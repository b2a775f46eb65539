// Order execution and market data module
pub mod executor;
pub mod order_client;
pub mod price_feed;

pub use executor::{ExecutionGate, DEFAULT_ORDER_TIMEOUT};
pub use order_client::{OrderClient, PaperOrderClient};
pub use price_feed::KlineStream;
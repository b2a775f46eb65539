use anyhow::{Context, Result};
use async_trait::async_trait;
use chrono::Utc;
use governor::{Quota, RateLimiter};
use hmac::{Hmac, Mac};
use reqwest::header::{HeaderMap, HeaderValue, CONTENT_TYPE};
use reqwest::Client;
use rust_decimal::Decimal;
use serde::Deserialize;
use sha2::Sha256;
use std::num::NonZeroU32;
use std::str::FromStr;
use std::sync::Arc;
use std::time::Duration;
use uuid::Uuid;

use crate::error::ExecutionFailure;
use crate::execution::OrderClient;
use crate::models::{OrderAck, OrderRequest};

// Spot order endpoint
// Docs: https://developers.binance.com/docs/binance-spot-api-docs/rest-api/trading-endpoints
const ORDER_PATH: &str = "/api/v3/order";
const DEFAULT_RECV_WINDOW_MS: u64 = 5_000;
const HTTP_TIMEOUT_SECS: u64 = 10;
const ORDERS_PER_SECOND: u32 = 5;

type HmacSha256 = Hmac<Sha256>;

type OrderRateLimiter = RateLimiter<
    governor::state::direct::NotKeyed,
    governor::state::InMemoryState,
    governor::clock::DefaultClock,
>;

/// Signed market-order client for Binance spot
#[derive(Clone)]
pub struct BinanceOrderClient {
    client: Client,
    base_url: String,
    api_key: String,
    api_secret: String,
    recv_window_ms: u64,
    rate_limiter: Arc<OrderRateLimiter>,
}

#[derive(Debug, Deserialize)]
#[serde(rename_all = "camelCase")]
struct OrderResponse {
    order_id: Option<i64>,
    client_order_id: String,
    #[serde(default)]
    status: Option<String>,
    #[serde(default)]
    executed_qty: Option<String>,
}

#[derive(Debug, Deserialize)]
struct ApiErrorResponse {
    code: i64,
    msg: String,
}

impl BinanceOrderClient {
    /// # Arguments
    /// * `base_url` - REST root (e.g. "https://api.binance.us")
    pub fn new(base_url: &str, api_key: String, api_secret: String) -> Result<Self> {
        let client = Client::builder()
            .timeout(Duration::from_secs(HTTP_TIMEOUT_SECS))
            .build()
            .context("Failed to build HTTP client")?;

        let per_second = NonZeroU32::new(ORDERS_PER_SECOND).unwrap_or(NonZeroU32::MIN);
        let rate_limiter = Arc::new(RateLimiter::direct(Quota::per_second(per_second)));

        Ok(Self {
            client,
            base_url: base_url.trim_end_matches('/').to_string(),
            api_key,
            api_secret,
            recv_window_ms: DEFAULT_RECV_WINDOW_MS,
            rate_limiter,
        })
    }

    /// Place a market order; the outer error is transport, the inner one an exchange rejection
    async fn place_market_order(
        &self,
        order: &OrderRequest,
    ) -> Result<std::result::Result<OrderAck, ExecutionFailure>> {
        self.rate_limiter.until_ready().await;

        let client_order_id = Uuid::new_v4().simple().to_string();
        let query = order_query(
            order,
            &client_order_id,
            self.recv_window_ms,
            Utc::now().timestamp_millis(),
        );
        let signature = sign_payload(&self.api_secret, &query)?;
        let body = format!("{}&signature={}", query, signature);

        let mut headers = HeaderMap::new();
        headers.insert(
            "X-MBX-APIKEY",
            HeaderValue::from_str(&self.api_key).context("API key is not a valid header")?,
        );
        headers.insert(
            CONTENT_TYPE,
            HeaderValue::from_static("application/x-www-form-urlencoded"),
        );

        let url = format!("{}{}", self.base_url, ORDER_PATH);
        let response = self
            .client
            .post(&url)
            .headers(headers)
            .body(body)
            .send()
            .await
            .context("Order request failed")?;

        let status = response.status();
        let payload = response.text().await.context("Failed to read order response")?;

        if !status.is_success() {
            let reason = match serde_json::from_str::<ApiErrorResponse>(&payload) {
                Ok(err) => format!("{} (code {})", err.msg, err.code),
                Err(_) => format!("HTTP {}: {}", status.as_u16(), payload.trim()),
            };
            return Ok(Err(ExecutionFailure::Rejected { reason }));
        }

        let parsed: OrderResponse =
            serde_json::from_str(&payload).context("Failed to decode order response")?;
        tracing::info!(response = %payload, "Order acknowledged by exchange");

        Ok(Ok(OrderAck {
            order_id: parsed.order_id,
            client_order_id: parsed.client_order_id,
            status: parsed.status.unwrap_or_else(|| "ACK".to_string()),
            executed_qty: parsed
                .executed_qty
                .as_deref()
                .and_then(|q| Decimal::from_str(q).ok()),
        }))
    }
}

#[async_trait]
impl OrderClient for BinanceOrderClient {
    async fn submit_order(
        &self,
        order: &OrderRequest,
    ) -> std::result::Result<OrderAck, ExecutionFailure> {
        self.place_market_order(order).await?
    }

    fn name(&self) -> &str {
        "binance"
    }
}

fn order_query(
    order: &OrderRequest,
    client_order_id: &str,
    recv_window_ms: u64,
    timestamp_ms: i64,
) -> String {
    format!(
        "symbol={}&side={}&type={}&quantity={}&newClientOrderId={}&recvWindow={}&timestamp={}",
        order.symbol.to_uppercase(),
        order.side.as_str(),
        order.order_type.as_str(),
        order.quantity.normalize(),
        client_order_id,
        recv_window_ms,
        timestamp_ms
    )
}

/// Hex HMAC-SHA256 of `payload` keyed by the API secret
fn sign_payload(secret: &str, payload: &str) -> Result<String> {
    let mut mac =
        HmacSha256::new_from_slice(secret.as_bytes()).context("Invalid API secret for HMAC")?;
    mac.update(payload.as_bytes());
    Ok(hex::encode(mac.finalize().into_bytes()))
}
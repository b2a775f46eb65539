// Core modules
pub mod api;
pub mod config;
pub mod engine;
pub mod error;
pub mod execution;
pub mod indicators;
pub mod models;
pub mod strategy;

// Re-export commonly used types
pub use engine::{CandleOutcome, SignalEngine};
pub use error::{BotError, ExecutionFailure};
pub use models::*;

// Error handling
pub type Result<T> = std::result::Result<T, Box<dyn std::error::Error + Send + Sync>>;
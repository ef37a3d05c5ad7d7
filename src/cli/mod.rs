//! CLI command handlers for keylegend.
//!
//! This module provides headless, scriptable access to the resolution engine:
//! single key lookups, dead-key path documentation and KLE legend generation.

pub mod common;
pub mod legends;
pub mod paths;
pub mod resolve;

// Re-export types used by main.rs and tests
pub use common::{CliError, CliResult, ExitCode};
pub use legends::LegendsArgs;
pub use paths::PathsArgs;
pub use resolve::ResolveArgs;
· · · · ·
§ **Task statement**
Retype the listing in full, keeping every word as it appears.

§ **Task result**
repository b2a775f46eb65539
// Order execution and market data module
pub mod executor;
pub mod order_client;
pub mod price_feed;

pub use executor::{ExecutionGate, DEFAULT_ORDER_TIMEOUT};
pub use order_client::{OrderClient, PaperOrderClient};
pub use price_feed::KlineStream;
repository b2a775f46eb65539
use anyhow::{Context, Result};
use async_trait::async_trait;
use chrono::Utc;
use governor::{Quota, RateLimiter};
use hmac::{Hmac, Mac};
use reqwest::header::{HeaderMap, HeaderValue, CONTENT_TYPE};
use reqwest::Client;
use rust_decimal::Decimal;
use serde::Deserialize;
use sha2::Sha256;
use std::num::NonZeroU32;
use std::str::FromStr;
use std::sync::Arc;
use std::time::Duration;
use uuid::Uuid;

use crate::error::ExecutionFailure;
use crate::execution::OrderClient;
use crate::models::{OrderAck, OrderRequest};

// Spot order endpoint
// Docs: https://developers.binance.com/docs/binance-spot-api-docs/rest-api/trading-endpoints
const ORDER_PATH: &str = "/api/v3/order";
const DEFAULT_RECV_WINDOW_MS: u64 = 5_000;
const HTTP_TIMEOUT_SECS: u64 = 10;
const ORDERS_PER_SECOND: u32 = 5;

type HmacSha256 = Hmac<Sha256>;

type OrderRateLimiter = RateLimiter<
    governor::state::direct::NotKeyed,
    governor::state::InMemoryState,
    governor::clock::DefaultClock,
>;

/// Signed market-order client for Binance spot
#[derive(Clone)]
pub struct BinanceOrderClient {
    client: Client,
    base_url: String,
    api_key: String,
    api_secret: String,
    recv_window_ms: u64,
    rate_limiter: Arc<OrderRateLimiter>,
}

#[derive(Debug, Deserialize)]
#[serde(rename_all = "camelCase")]
struct OrderResponse {
    order_id: Option<i64>,
    client_order_id: String,
    #[serde(default)]
    status: Option<String>,
    #[serde(default)]
    executed_qty: Option<String>,
}

#[derive(Debug, Deserialize)]
struct ApiErrorResponse {
    code: i64,
    msg: String,
}

impl BinanceOrderClient {
    /// # Arguments
    /// * `base_url` - REST root (e.g. "https://api.binance.us")
    pub fn new(base_url: &str, api_key: String, api_secret: String) -> Result<Self> {
        let client = Client::builder()
            .timeout(Duration::from_secs(HTTP_TIMEOUT_SECS))
            .build()
            .context("Failed to build HTTP client")?;

        let per_second = NonZeroU32::new(ORDERS_PER_SECOND).unwrap_or(NonZeroU32::MIN);
        let rate_limiter = Arc::new(RateLimiter::direct(Quota::per_second(per_second)));

        Ok(Self {
            client,
            base_url: base_url.trim_end_matches('/').to_string(),
            api_key,
            api_secret,
            recv_window_ms: DEFAULT_RECV_WINDOW_MS,
            rate_limiter,
        })
    }

    /// Place a market order; the outer error is transport, the inner one an exchange rejection
    async fn place_market_order(
        &self,
        order: &OrderRequest,
    ) -> Result<std::result::Result<OrderAck, ExecutionFailure>> {
        self.rate_limiter.until_ready().await;

        let client_order_id = Uuid::new_v4().simple().to_string();
        let query = order_query(
            order,
            &client_order_id,
            self.recv_window_ms,
            Utc::now().timestamp_millis(),
        );
        let signature = sign_payload(&self.api_secret, &query)?;
        let body = format!("{}&signature={}", query, signature);

        let mut headers = HeaderMap::new();
        headers.insert(
            "X-MBX-APIKEY",
            HeaderValue::from_str(&self.api_key).context("API key is not a valid header")?,
        );
        headers.insert(
            CONTENT_TYPE,
            HeaderValue::from_static("application/x-www-form-urlencoded"),
        );

        let url = format!("{}{}", self.base_url, ORDER_PATH);
        let response = self
            .client
            .post(&url)
            .headers(headers)
            .body(body)
            .send()
            .await
            .context("Order request failed")?;

        let status = response.status();
        let payload = response.text().await.context("Failed to read order response")?;

        if !status.is_success() {
            let reason = match serde_json::from_str::<ApiErrorResponse>(&payload) {
                Ok(err) => format!("{} (code {})", err.msg, err.code),
                Err(_) => format!("HTTP {}: {}", status.as_u16(), payload.trim()),
            };
            return Ok(Err(ExecutionFailure::Rejected { reason }));
        }

        let parsed: OrderResponse =
            serde_json::from_str(&payload).context("Failed to decode order response")?;
        tracing::info!(response = %payload, "Order acknowledged by exchange");

        Ok(Ok(OrderAck {
            order_id: parsed.order_id,
            client_order_id: parsed.client_order_id,
            status: parsed.status.unwrap_or_else(|| "ACK".to_string()),
            executed_qty: parsed
                .executed_qty
                .as_deref()
                .and_then(|q| Decimal::from_str(q).ok()),
        }))
    }
}

#[async_trait]
impl OrderClient for BinanceOrderClient {
    async fn submit_order(
        &self,
        order: &OrderRequest,
    ) -> std::result::Result<OrderAck, ExecutionFailure> {
        self.place_market_order(order).await?
    }

    fn name(&self) -> &str {
        "binance"
    }
}

fn order_query(
    order: &OrderRequest,
    client_order_id: &str,
    recv_window_ms: u64,
    timestamp_ms: i64,
) -> String {
    format!(
        "symbol={}&side={}&type={}&quantity={}&newClientOrderId={}&recvWindow={}&timestamp={}",
        order.symbol.to_uppercase(),
        order.side.as_str(),
        order.order_type.as_str(),
        order.quantity.normalize(),
        client_order_id,
        recv_window_ms,
        timestamp_ms
    )
}

/// Hex HMAC-SHA256 of `payload` keyed by the API secret
fn sign_payload(secret: &str, payload: &str) -> Result<String> {
    let mut mac =
        HmacSha256::new_from_slice(secret.as_bytes()).context("Invalid API secret for HMAC")?;
    mac.update(payload.as_bytes());
    Ok(hex::encode(mac.finalize().into_bytes()))
}
repository b2a775f46eb65539
// Core modules
pub mod api;
pub mod config;
pub mod engine;
pub mod error;
pub mod execution;
pub mod indicators;
pub mod models;
pub mod strategy;

// Re-export commonly used types
pub use engine::{CandleOutcome, SignalEngine};
pub use error::{BotError, ExecutionFailure};
pub use models::*;

// Error handling
pub type Result<T> = std::result::Result<T, Box<dyn std::error::Error + Send + Sync>>;
repository ef37a3d05c5ad7d7
filename src/cli/mod.rs
//! CLI command handlers for keylegend.
//!
//! This module provides headless, scriptable access to the resolution engine:
//! single key lookups, dead-key path documentation and KLE legend generation.

pub mod common;
pub mod legends;
pub mod paths;
pub mod resolve;

// Re-export types used by main.rs and tests
pub use common::{CliError, CliResult, ExitCode};
pub use legends::LegendsArgs;
pub use paths::PathsArgs;
pub use resolve::ResolveArgs;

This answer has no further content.